September 19, 2021

Cette partie du design d’Inverness de Donald Ross est toujours aussi impressionnante

Peu de parcours d’élite intègrent des trous parallèles plus similaires qu’Inverness Club et c’est le 1er et le 10e.

Sean Zak

Si l’un des principes d’une excellente conception de golf est la variabilité tout au long d’un parcours, alors les deux trous que vous voyez sur la photo ci-dessus semblent demander de l’aide.

Les 1er et 10e trous à Inverness Club, site de la Solheim Cup de cette semaine, ressemblent à des jumeaux vus du ciel. Le premier tracé du parcours de Ross prévoyait que le 1er parcoure 365 verges et le 10e 346 verges. Ils partagent même un tee-shirt, ce qui est un trait d’architecture bien-aimé, même si cela ne fait pas grand-chose pour dénoncer leurs similitudes. Faire le tour à Inverness nécessite essentiellement un coup de départ similaire à votre premier de la journée – votre choix de club peut différer d’un. Comme beaucoup de trous parallèles, ces deux bunkers se partagent le rough qui les sépare. Chaque fairway fait environ 30 pas de large. Plus près du green, il y a des portions secondaires de chaque fairway, les deux s’étendant sur environ 50 mètres de long, puis un autre interstitiel de 25 mètres avant le green.

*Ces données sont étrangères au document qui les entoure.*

//! 节点数估价：不碰文本，闭式算出方案在均匀随机查询上的期望工作量。
//!
//! 节点数：对每个搜索、每个在界内的 (深度, 累计错误) 注解求和，
//! 汉明每节点记 1，编辑记 1 + 2(σ-1)（替换与参考侧插入的分支因子）。
//! 加权版再乘存活概率 min(1, σ^{-匹配字符数} · C(深度, 错误数))。

use crate::scheme::Search;

fn ln_binom(n: usize, k: usize) -> f64 {
    if k > n {
        return f64::NEG_INFINITY;
    }
    let mut s = 0.0f64;
    for i in 0..k {
        s += ((n - i) as f64).ln() - ((i + 1) as f64).ln();
    }
    s
}

/// 注解 (d, e) 的存活权重
fn survival_weight(depth: usize, errors: usize, sigma: usize) -> f64 {
    let matched = depth - errors;
    let ln_w = ln_binom(depth, errors) - matched as f64 * (sigma as f64).ln();
    ln_w.exp().min(1.0)
}

fn count_one(search: &Search, parts: &[usize], sigma: usize, edit: bool, weighted: bool) -> f64 {
    let k_cap = *search.u.last().unwrap();
    let node_cost: f64 = if edit { 1.0 + 2.0 * (sigma as f64 - 1.0) } else { 1.0 };
    let branch = sigma as f64 - 1.0;

    // cnt[e] = 当前深度、累计 e 个错误的注解条数
    let mut cnt = vec![0.0f64; k_cap + 1];
    cnt[0] = 1.0;
    let mut total = 0.0f64;
    let mut depth = 0usize;

    for (step, &part) in search.pi.iter().enumerate() {
        let hi = search.u[step];
        for _ in 0..parts[part] {
            depth += 1;
            let mut next = vec![0.0f64; k_cap + 1];
            for e in 0..=hi.min(k_cap) {
                let mut v = cnt[e]; // 匹配分支
                if e > 0 {
                    v += cnt[e - 1] * branch; // 错配分支
                }
                next[e] = v;
            }
            cnt = next;
            for (e, &v) in cnt.iter().enumerate() {
                if v == 0.0 {
                    continue;
                }
                let w = if weighted { survival_weight(depth, e, sigma) } else { 1.0 };
                total += v * node_cost * w;
            }
        }
        // 分块边界：低于下界的注解在此被剪掉
        for e in 0..search.l[step].min(k_cap + 1) {
            cnt[e] = 0.0;
        }
    }
    total
}

/// 方案的节点数（汉明 / 编辑由 edit 选择）
pub fn node_count(scheme: &[Search], parts: &[usize], sigma: usize, edit: bool) -> f64 {
    scheme
        .iter()
        .map(|s| count_one(s, parts, sigma, edit, false))
        .sum()
}

/// 加权节点数：按期望存活区间占比折算（N 只影响折算上限，比值里消去）
pub fn weighted_node_count(
    scheme: &[Search],
    parts: &[usize],
    sigma: usize,
    n_text: usize,
    edit: bool,
) -> f64 {
    let _ = n_text;
    scheme
        .iter()
        .map(|s| count_one(s, parts, sigma, edit, true))
        .sum()
}

#[cfg(test)]
mod tests {
    use super::*;
    use crate::scheme::generator;
    use crate::scheme::Search;

    #[test]
    fn exact_search_counts_query_length() {
        // 单搜索、零错误：每深度恰一个节点
        let s = vec![Search::new(vec![0], vec![0], vec![0])];
        assert_eq!(node_count(&s, &[12], 4, false), 12.0);
    }

    #[test]
    fn backtracking_k1_hand_computed() {
        // p=1, u=[1]：深度 d 有 1 个零错注解和 (d-1)·(σ-1)+... 个一错注解；
        // 递推：c0=1，c1(d) = c1(d-1) + (σ-1) => c1(d) = d·(σ-1)
        // 总和_{d=1..Q} (1 + d·(σ-1))
        let s = vec![Search::new(vec![0], vec![0], vec![1])];
        let q = 5usize;
        let sigma = 4usize;
        let expect: f64 = (1..=q).map(|d| 1.0 + d as f64 * (sigma as f64 - 1.0)).sum();
        assert_eq!(node_count(&s, &[q], sigma, false), expect);
    }

    #[test]
    fn edit_cost_scales_per_node() {
        let s = vec![Search::new(vec![0], vec![0], vec![0])];
        let ham = node_count(&s, &[10], 4, false);
        let edit = node_count(&s, &[10], 4, true);
        assert_eq!(edit, ham * 7.0); // 1 + 2·(4-1)
    }

    #[test]
    fn weighted_is_at_most_plain() {
        let scheme = generator::kianfar(0, 2, 4, 0).unwrap();
        let parts = [20usize, 20, 20];
        let plain = node_count(&scheme, &parts, 4, false);
        let weighted = weighted_node_count(&scheme, &parts, 4, 1 << 30, false);
        assert!(weighted <= plain + 1e-9);
        assert!(weighted > 0.0);
    }

    #[test]
    fn more_errors_cost_more() {
        let k1 = generator::pigeon(0, 1, 4, 0).unwrap();
        let k2 = generator::pigeon(0, 2, 4, 0).unwrap();
        // 同一查询长度下，k=2 的方案要访问更多节点
        let c1 = node_count(&k1, &uniform(k1[0].parts(), 60), 4, false);
        let c2 = node_count(&k2, &uniform(k2[0].parts(), 60), 4, false);
        assert!(c2 > c1);
    }

    fn uniform(p: usize, q: usize) -> Vec<usize> {
        crate::scheme::expand::uniform_parts(p, q).unwrap()
    }

    #[test]
    fn lower_bounds_prune_annotations() {
        // 末位下界抬高后节点数不增
        let free = vec![Search::new(vec![0, 1], vec![0, 0], vec![0, 1])];
        let pinned = vec![Search::new(vec![0, 1], vec![0, 1], vec![0, 1])];
        let parts = [10usize, 10];
        assert!(node_count(&pinned, &parts, 4, false) <= node_count(&free, &parts, 4, false));
    }
}
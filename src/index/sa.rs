use rayon::prelude::*;
use std::cmp::Ordering;

/// 构建后缀数组（基于倍增法，O(n log^2 n) 排序）。
/// 输入为数值化的文本（0:$, 1:A, 2:C, 3:G, 4:T, 5:N）。
/// 允许文本中包含多个 0 作为不同序列的分隔符。
/// 大输入时每轮排序走 rayon 并行。
pub fn build_sa(text: &[u8]) -> Vec<u32> {
    let n = text.len();
    if n == 0 {
        return Vec::new();
    }
    let mut sa: Vec<usize> = (0..n).collect();
    let mut rank: Vec<i32> = text.iter().map(|&b| b as i32).collect();
    let mut tmp: Vec<i32> = vec![0; n];

    const PAR_THRESHOLD: usize = 1 << 16;

    let mut k = 1usize;
    while k < n {
        {
            let rank = &rank;
            let cmp = |&i: &usize, &j: &usize| -> Ordering {
                let r1 = rank[i];
                let r2 = rank[j];
                if r1 != r2 {
                    return r1.cmp(&r2);
                }
                let r1n = if i + k < n { rank[i + k] } else { -1 };
                let r2n = if j + k < n { rank[j + k] } else { -1 };
                r1n.cmp(&r2n)
            };
            if n >= PAR_THRESHOLD {
                sa.par_sort_unstable_by(cmp);
            } else {
                sa.sort_unstable_by(cmp);
            }
        }

        tmp[sa[0]] = 0;
        for i in 1..n {
            let a = sa[i - 1];
            let b = sa[i];
            let prev = (rank[a], if a + k < n { rank[a + k] } else { -1 });
            let curr = (rank[b], if b + k < n { rank[b + k] } else { -1 });
            tmp[b] = tmp[a] + if curr != prev { 1 } else { 0 };
        }

        // 复制回 rank
        rank.copy_from_slice(&tmp);
        if rank[sa[n - 1]] as usize == n - 1 {
            break;
        }
        k <<= 1;
    }

    sa.into_iter().map(|x| x as u32).collect()
}

#[cfg(test)]
mod tests {
    use super::*;

    fn naive_sa(text: &[u8]) -> Vec<u32> {
        let mut sa: Vec<u32> = (0..text.len() as u32).collect();
        sa.sort_by(|&a, &b| text[a as usize..].cmp(&text[b as usize..]));
        sa
    }

    #[test]
    fn sa_basic() {
        // 文本：A C G T $  -> 1 2 3 4 0
        let text = [1u8, 2, 3, 4, 0];
        let sa = build_sa(&text);
        // 期望：后缀按字典序：$, A$, C$, G$, T$
        assert_eq!(sa, vec![4, 0, 1, 2, 3]);
    }

    #[test]
    fn sa_matches_naive_with_multiple_sentinels() {
        // A C $ A C G $
        let text = [1u8, 2, 0, 1, 2, 3, 0];
        assert_eq!(build_sa(&text), naive_sa(&text));
    }

    #[test]
    fn sa_matches_naive_repetitive() {
        let mut text = vec![1u8; 24];
        text.push(0);
        assert_eq!(build_sa(&text), naive_sa(&text));
    }

    #[test]
    fn sa_empty() {
        assert!(build_sa(&[]).is_empty());
    }
}
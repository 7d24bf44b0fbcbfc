use anyhow::{Context, Result};
use std::io::BufRead;
use std::path::Path;

use crate::alphabet::{self, Lcg, UnknownPolicy};

#[derive(Debug, Clone)]
pub struct FastaRecord {
    pub id: String,
    pub desc: Option<String>,
    pub seq: Vec<u8>,
}

pub struct FastaReader<R: BufRead> {
    reader: R,
    buf: String,
    done: bool,
    peek_header: Option<String>,
}

impl<R: BufRead> FastaReader<R> {
    pub fn new(reader: R) -> Self {
        Self {
            reader,
            buf: String::new(),
            done: false,
            peek_header: None,
        }
    }

    pub fn next_record(&mut self) -> Result<Option<FastaRecord>> {
        if self.done {
            return Ok(None);
        }

        // Find header line
        let header = if let Some(h) = self.peek_header.take() {
            h
        } else {
            loop {
                self.buf.clear();
                let n = self.reader.read_line(&mut self.buf)?;
                if n == 0 {
                    self.done = true;
                    return Ok(None);
                }
                if self.buf.starts_with('>') {
                    let h = self.buf[1..].trim().to_string();
                    break h;
                }
            }
        };

        // Parse id and description
        let mut parts = header.splitn(2, char::is_whitespace);
        let id = parts.next().unwrap_or("").to_string();
        let desc = parts
            .next()
            .map(|s| s.trim().to_string())
            .filter(|s| !s.is_empty());

        // Read sequence lines
        let mut seq: Vec<u8> = Vec::new();
        loop {
            self.buf.clear();
            let n = self.reader.read_line(&mut self.buf)?;
            if n == 0 {
                self.done = true;
                break;
            }
            if self.buf.starts_with('>') {
                let h = self.buf[1..].trim().to_string();
                self.peek_header = Some(h);
                break;
            }
            for &b in self.buf.as_bytes() {
                match b {
                    b'\n' | b'\r' | b' ' | b'\t' => {}
                    _ => seq.push(b.to_ascii_uppercase()),
                }
            }
        }

        Ok(Some(FastaRecord { id, desc, seq }))
    }
}

/// 一次性读入整个 FASTA 文件
pub fn read_all(path: &Path) -> Result<Vec<FastaRecord>> {
    let fh = std::fs::File::open(path)
        .with_context(|| format!("cannot open FASTA file '{}'", path.display()))?;
    let mut reader = FastaReader::new(std::io::BufReader::new(fh));
    let mut records = Vec::new();
    while let Some(rec) = reader.next_record()? {
        records.push(rec);
    }
    Ok(records)
}

/// 查询条目的元信息：名字 + 是否为反向互补方向
#[derive(Debug, Clone)]
pub struct QueryInfo {
    pub name: String,
    pub reverse: bool,
}

/// 读入查询文件并转换到排名空间。
/// `expand_revcomp` 为真时，每条记录额外产生一条反向互补查询，紧跟在正向之后。
pub fn load_rank_queries(
    path: &Path,
    policy: UnknownPolicy,
    expand_revcomp: bool,
) -> Result<(Vec<Vec<u8>>, Vec<QueryInfo>)> {
    let records = read_all(path)?;
    let mut rng = Lcg::new(0x5eed);
    let mut queries = Vec::with_capacity(records.len() * if expand_revcomp { 2 } else { 1 });
    let mut infos = Vec::with_capacity(queries.capacity());
    for rec in records {
        let ranks = alphabet::seq_to_ranks(&rec.seq, policy, &mut rng)
            .with_context(|| format!("query '{}'", rec.id))?;
        if expand_revcomp {
            let rc = alphabet::revcomp_ranks(&ranks);
            queries.push(ranks);
            infos.push(QueryInfo { name: rec.id.clone(), reverse: false });
            queries.push(rc);
            infos.push(QueryInfo { name: rec.id, reverse: true });
        } else {
            queries.push(ranks);
            infos.push(QueryInfo { name: rec.id, reverse: false });
        }
    }
    Ok((queries, infos))
}
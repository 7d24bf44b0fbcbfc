//! 并行批量调度与命中落座。
//!
//! 查询按 1024 条一批交给 rayon 线程池；索引只读共享，每个工作线程
//! 在本地缓冲里聚合命中，并行段结束后统一合并。工作线程内的失败作为
//! Result 带回，第一个错误向上传播。
//!
//! 命中落座：游标逐行 locate 成片段坐标；非 delimited 索引先沿平铺
//! 布局归一化（跨序列边界的起点算前一条序列的假阳性命中）；反向片段
//! 按 pos_fwd = seg_len - pos_rev - query_len 折回正链坐标。
//! 同一 (seq, pos) 的重复命中只保留最小错误数。

use anyhow::{Context, Result};
use rayon::prelude::*;
use std::collections::HashMap;

use crate::index::fm::{BiFmIndex, Cursor};
use crate::scheme::expand::ExpansionMode;
use crate::scheme::{generator, Search};
use crate::search::{search_query, search_query_best, Distance, SearchOpts};

const BATCH: usize = 1024;

#[derive(Debug, Clone, Copy, PartialEq, Eq)]
pub enum SearchMode {
    All,
    BestHits,
}

impl SearchMode {
    pub fn from_name(name: &str) -> Result<Self> {
        match name {
            "all" => Ok(SearchMode::All),
            "besthits" => Ok(SearchMode::BestHits),
            other => anyhow::bail!("invalid search mode \"{}\" (expected all or besthits)", other),
        }
    }
}

#[derive(Debug, Clone)]
pub struct BatchOpts {
    pub threads: usize,
    pub errors: usize,
    pub generator: String,
    pub expansion: ExpansionMode,
    pub distance: Distance,
    pub mode: SearchMode,
    pub max_hits: usize,
    pub k_step: usize,
    pub count_only: bool,
}

impl Default for BatchOpts {
    fn default() -> Self {
        Self {
            threads: 1,
            errors: 0,
            generator: "h2-k2".to_string(),
            expansion: ExpansionMode::Uniform,
            distance: Distance::Hamming,
            mode: SearchMode::All,
            max_hits: 0,
            k_step: 0,
            count_only: false,
        }
    }
}

#[derive(Debug, Clone, Copy, PartialEq, Eq, PartialOrd, Ord)]
pub struct Hit {
    pub query: usize,
    pub seq: u32,
    pub pos: usize,
    pub errors: usize,
}

#[derive(Debug)]
pub enum BatchOutput {
    Hits(Vec<Hit>),
    Counts(Vec<(usize, usize)>),
}

/// 按查询长度缓存展开好的方案
enum LengthPlan {
    All(Vec<Search>, Vec<usize>),
    Ladder(Vec<(Vec<Search>, Vec<usize>)>),
}

fn build_plans(
    index: &BiFmIndex,
    queries: &[Vec<u8>],
    opts: &BatchOpts,
) -> Result<HashMap<usize, LengthPlan>> {
    let entry = generator::get(&opts.generator)?;
    let sigma = index.sigma();
    let n = index.size();
    let edit = opts.distance == Distance::Edit;

    let mut plans = HashMap::new();
    for q in queries {
        let len = q.len();
        if len == 0 || plans.contains_key(&len) {
            continue;
        }
        let plan = match opts.mode {
            SearchMode::All => {
                let scheme = (entry.generate)(0, opts.errors, sigma, n)?;
                let parts = opts
                    .expansion
                    .parts(&scheme, len, sigma, n, edit)
                    .with_context(|| format!("query length {}", len))?;
                LengthPlan::All(scheme, parts)
            }
            SearchMode::BestHits => {
                let mut ladder = Vec::with_capacity(opts.errors + 1);
                for j in 0..=opts.errors {
                    let scheme = (entry.generate)(j, j, sigma, n)?;
                    let parts = opts
                        .expansion
                        .parts(&scheme, len, sigma, n, edit)
                        .with_context(|| format!("query length {}", len))?;
                    ladder.push((scheme, parts));
                }
                LengthPlan::Ladder(ladder)
            }
        };
        plans.insert(len, plan);
    }
    Ok(plans)
}

/// 单条查询的命中落座（locate + 坐标折算 + 最小错误去重）
fn resolve_cursors(
    index: &BiFmIndex,
    query_id: usize,
    query_len: usize,
    cursors: &[(Cursor, usize)],
    out: &mut Vec<Hit>,
) {
    let mut best: HashMap<(u32, usize), usize> = HashMap::new();
    for &(cur, errors) in cursors {
        for row in cur.lb..cur.lb + cur.len {
            let (entry, offset) = index.locate(row);
            let pos = entry.pos as usize + offset;
            let (seq, pos, reverse) = index.normalize_hit(entry.seq, pos, entry.reverse);
            let pos = if reverse {
                let seg_len = index.seg_len(seq, true);
                match (seg_len).checked_sub(pos + query_len) {
                    Some(p) => p,
                    None => continue, // 编辑距离下折算越过片段起点，丢弃
                }
            } else {
                pos
            };
            best.entry((seq, pos))
                .and_modify(|e| *e = (*e).min(errors))
                .or_insert(errors);
        }
    }
    out.extend(best.into_iter().map(|((seq, pos), errors)| Hit {
        query: query_id,
        seq,
        pos,
        errors,
    }));
}

/// 批量跑一组查询。返回命中表或（count_only 时）每查询命中数。
pub fn run(index: &BiFmIndex, queries: &[Vec<u8>], opts: &BatchOpts) -> Result<BatchOutput> {
    let plans = build_plans(index, queries, opts)?;
    let search_opts = SearchOpts {
        distance: opts.distance,
        max_hits: opts.max_hits,
        k_step: opts.k_step,
    };

    let pool = rayon::ThreadPoolBuilder::new()
        .num_threads(opts.threads)
        .build()
        .context("cannot build worker pool")?;

    if opts.count_only {
        // 只统计游标宽度，跳过 locate
        let counts: Result<Vec<Vec<(usize, usize)>>> = pool.install(|| {
            queries
                .par_chunks(BATCH)
                .enumerate()
                .map(|(chunk_id, chunk)| {
                    let mut local = Vec::with_capacity(chunk.len());
                    for (i, q) in chunk.iter().enumerate() {
                        let query_id = chunk_id * BATCH + i;
                        let mut total = 0usize;
                        run_one(index, q, &plans, search_opts, &mut |cur, _| {
                            total += cur.len;
                        });
                        local.push((query_id, total));
                    }
                    Ok(local)
                })
                .collect()
        });
        let mut flat: Vec<(usize, usize)> = counts?.into_iter().flatten().collect();
        flat.sort_unstable();
        return Ok(BatchOutput::Counts(flat));
    }

    let hits: Result<Vec<Vec<Hit>>> = pool.install(|| {
        queries
            .par_chunks(BATCH)
            .enumerate()
            .map(|(chunk_id, chunk)| {
                let mut local: Vec<Hit> = Vec::new();
                let mut cursors: Vec<(Cursor, usize)> = Vec::new();
                for (i, q) in chunk.iter().enumerate() {
                    let query_id = chunk_id * BATCH + i;
                    cursors.clear();
                    run_one(index, q, &plans, search_opts, &mut |cur, errors| {
                        cursors.push((cur, errors));
                    });
                    resolve_cursors(index, query_id, q.len(), &cursors, &mut local);
                }
                Ok(local)
            })
            .collect()
    });

    let mut flat: Vec<Hit> = hits?.into_iter().flatten().collect();
    flat.sort_unstable();
    Ok(BatchOutput::Hits(flat))
}

fn run_one<F: FnMut(Cursor, usize)>(
    index: &BiFmIndex,
    query: &[u8],
    plans: &HashMap<usize, LengthPlan>,
    opts: SearchOpts,
    cb: &mut F,
) {
    if query.is_empty() {
        return;
    }
    match plans.get(&query.len()) {
        Some(LengthPlan::All(scheme, parts)) => {
            search_query(index, query, scheme, parts, opts, cb);
        }
        Some(LengthPlan::Ladder(ladder)) => {
            search_query_best(index, query, ladder, opts, cb);
        }
        None => {}
    }
}

#[cfg(test)]
mod tests {
    use super::*;
    use crate::alphabet::revcomp_ranks;
    use crate::index::fm::{BiFmIndex, BuildOpts};
    use crate::index::rank::RankKind;

    fn build(refs: &[&[u8]], opts: BuildOpts) -> BiFmIndex {
        let refs: Vec<Vec<u8>> = refs.iter().map(|r| r.to_vec()).collect();
        BiFmIndex::build(&refs, opts).unwrap()
    }

    fn hits(out: BatchOutput) -> Vec<Hit> {
        match out {
            BatchOutput::Hits(h) => h,
            BatchOutput::Counts(_) => panic!("expected hits"),
        }
    }

    #[test]
    fn exact_two_hits_scenario() {
        // ACGTACGT 上查 ACGT：位置 0 和 4
        let idx = build(&[&[1, 2, 3, 4, 1, 2, 3, 4]], BuildOpts::default());
        let queries = vec![vec![1u8, 2, 3, 4]];
        let out = hits(run(&idx, &queries, &BatchOpts::default()).unwrap());
        assert_eq!(
            out,
            vec![
                Hit { query: 0, seq: 0, pos: 0, errors: 0 },
                Hit { query: 0, seq: 0, pos: 4, errors: 0 },
            ]
        );
    }

    #[test]
    fn hamming_one_error_scenario() {
        let idx = build(&[&[1, 2, 3, 4, 1, 2, 3, 4]], BuildOpts::default());
        let queries = vec![vec![1u8, 3, 3, 4]]; // AGGT
        let opts = BatchOpts { errors: 1, ..BatchOpts::default() };
        let out = hits(run(&idx, &queries, &opts).unwrap());
        assert_eq!(
            out,
            vec![
                Hit { query: 0, seq: 0, pos: 0, errors: 1 },
                Hit { query: 0, seq: 0, pos: 4, errors: 1 },
            ]
        );
    }

    #[test]
    fn non_delimited_cross_boundary_false_positive() {
        // ["AAAA", "CCCC"] 非 delimited：AC 在拼接缝上命中 (0, 3)
        let idx = build(
            &[&[1, 1, 1, 1], &[2, 2, 2, 2]],
            BuildOpts { delimited: false, ..BuildOpts::default() },
        );
        let queries = vec![vec![1u8, 2]];
        let out = hits(run(&idx, &queries, &BatchOpts::default()).unwrap());
        assert_eq!(out, vec![Hit { query: 0, seq: 0, pos: 3, errors: 0 }]);

        // delimited 索引上同样的查询没有命中
        let idx2 = build(&[&[1, 1, 1, 1], &[2, 2, 2, 2]], BuildOpts::default());
        let out2 = hits(run(&idx2, &queries, &BatchOpts::default()).unwrap());
        assert!(out2.is_empty());
    }

    #[test]
    fn mirrored_strand_symmetry_scenario() {
        // 镜像索引：查询与其反向互补得到同一组正链坐标
        let seq: &[u8] = &[1, 2, 3, 4, 1, 2, 3, 4];
        let idx = build(
            &[seq],
            BuildOpts { include_reverse: true, ..BuildOpts::default() },
        );
        let fwd = vec![1u8, 2, 3, 4];
        let rc = revcomp_ranks(&fwd);
        let queries = vec![fwd, rc];
        let out = hits(run(&idx, &queries, &BatchOpts::default()).unwrap());

        let q0: Vec<(u32, usize)> = out.iter().filter(|h| h.query == 0).map(|h| (h.seq, h.pos)).collect();
        let q1: Vec<(u32, usize)> = out.iter().filter(|h| h.query == 1).map(|h| (h.seq, h.pos)).collect();
        assert_eq!(q0, vec![(0, 0), (0, 4)]);
        // ACGT 自反向互补，反链命中折回后坐标一致
        assert_eq!(q1, q0);
    }

    #[test]
    fn mirrored_asymmetric_query() {
        // AACCG 只出现在正链；反向互补查询应折回同一坐标
        let seq: &[u8] = &[1, 1, 2, 2, 3, 4, 4, 4];
        let idx = build(
            &[seq],
            BuildOpts { include_reverse: true, ..BuildOpts::default() },
        );
        let fwd = vec![1u8, 1, 2, 2, 3];
        let rc = revcomp_ranks(&fwd);
        let queries = vec![fwd, rc];
        let out = hits(run(&idx, &queries, &BatchOpts::default()).unwrap());
        let q0: Vec<(u32, usize)> = out.iter().filter(|h| h.query == 0).map(|h| (h.seq, h.pos)).collect();
        let q1: Vec<(u32, usize)> = out.iter().filter(|h| h.query == 1).map(|h| (h.seq, h.pos)).collect();
        assert_eq!(q0, vec![(0, 0)]);
        assert_eq!(q1, vec![(0, 0)]);
    }

    #[test]
    fn sampling_rate_scenario() {
        // 长度 12 的 A 串、采样率 4：AAA 命中 0..=9
        let idx = build(
            &[&[1u8; 12][..]],
            BuildOpts { sampling_rate: 4, ..BuildOpts::default() },
        );
        let queries = vec![vec![1u8, 1, 1]];
        let out = hits(run(&idx, &queries, &BatchOpts::default()).unwrap());
        assert_eq!(out.len(), 10);
        for (i, h) in out.iter().enumerate() {
            assert_eq!((h.seq, h.pos, h.errors), (0, i, 0));
        }
    }

    #[test]
    fn count_only_tallies_cursor_widths() {
        let idx = build(&[&[1u8; 12][..]], BuildOpts::default());
        let queries = vec![vec![1u8, 1, 1], vec![2u8, 2]];
        let opts = BatchOpts { count_only: true, ..BatchOpts::default() };
        match run(&idx, &queries, &opts).unwrap() {
            BatchOutput::Counts(c) => assert_eq!(c, vec![(0, 10), (1, 0)]),
            BatchOutput::Hits(_) => panic!("expected counts"),
        }
    }

    #[test]
    fn parallel_matches_serial() {
        let mut rng = crate::alphabet::Lcg::new(77);
        let seq: Vec<u8> = (0..600).map(|_| 1 + (rng.next() % 4) as u8).collect();
        let idx = build(&[&seq], BuildOpts::default());
        let queries: Vec<Vec<u8>> = (0..40)
            .map(|_| {
                let start = rng.below(seq.len() - 16);
                seq[start..start + 12].to_vec()
            })
            .collect();
        let o1 = BatchOpts { threads: 1, errors: 1, ..BatchOpts::default() };
        let o4 = BatchOpts { threads: 4, errors: 1, ..BatchOpts::default() };
        let h1 = hits(run(&idx, &queries, &o1).unwrap());
        let h4 = hits(run(&idx, &queries, &o4).unwrap());
        assert_eq!(h1, h4);
    }

    #[test]
    fn best_hits_reports_lowest_error_level() {
        let idx = build(&[&[1, 2, 3, 4, 1, 2, 3, 4]], BuildOpts::default());
        let opts = BatchOpts {
            errors: 2,
            mode: SearchMode::BestHits,
            ..BatchOpts::default()
        };
        // 精确命中的查询只报 0 错命中
        let out = hits(run(&idx, &vec![vec![1u8, 2, 3, 4]], &opts).unwrap());
        assert!(!out.is_empty());
        assert!(out.iter().all(|h| h.errors == 0));
        // 1 错查询只报 1 错命中
        let out = hits(run(&idx, &vec![vec![1u8, 3, 3, 4]], &opts).unwrap());
        assert!(!out.is_empty());
        assert!(out.iter().all(|h| h.errors == 1));
    }

    #[test]
    fn dna4_index_end_to_end() {
        let mut rng = crate::alphabet::Lcg::new(9);
        let seq: Vec<u8> = (0..200).map(|_| 1 + (rng.next() % 4) as u8).collect();
        let idx = build(
            &[&seq],
            BuildOpts { kind: RankKind::Dna4, delimited: false, ..BuildOpts::default() },
        );
        let queries = vec![seq[30..42].to_vec()];
        let opts = BatchOpts { errors: 1, ..BatchOpts::default() };
        let out = hits(run(&idx, &queries, &opts).unwrap());
        assert!(out.iter().any(|h| h.seq == 0 && h.pos == 30 && h.errors == 0));
    }

    #[test]
    fn unknown_generator_is_an_error() {
        let idx = build(&[&[1, 2, 3, 4]], BuildOpts::default());
        let opts = BatchOpts { generator: "nope".to_string(), ..BatchOpts::default() };
        assert!(run(&idx, &vec![vec![1u8, 2]], &opts).is_err());
    }
}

Du point de vue d’un drone, il est difficile d’imaginer deux trous placés l’un à côté de l’autre qui pourraient ressembler Suite similaires à ceux-ci. Mais sur le terrain, les choses sont bien différentes. Regardez notre vidéo ci-dessous pour un bon aperçu.

Comme le Fried Egg l’a présenté sur YouTube, il y a en fait un avantage à se rendre dans la partie inférieure du 10e fairway. Plus vous êtes proche du trou, mieux vous vous portez – presque toujours, et en particulier pour les broches du milieu et du dos. Tant que vous frappez le fairway, bien sûr.

Cela ne vérifie pas pour le 1er. Ce trou joue un peu plus longtemps, de sorte que la section inférieure n’entre en jeu que sur les lay-ups du rough ou des bunkers. De là, attend une approche surélevée d’un green avec un faux front, qui peut jouer toutes sortes de tours sur le contrôle de la rotation que les joueurs essaient de composer avec leurs wedges. Donc, jouer depuis le fairway supérieur est idéal sur 1, et aller longtemps dans le green n’est pas aussi pénalisant. Le 10, la fétuque entoure le fond du green, injectant toutes sortes de variabilité dans ce qui devrait ressentir comme une approche plus confortable.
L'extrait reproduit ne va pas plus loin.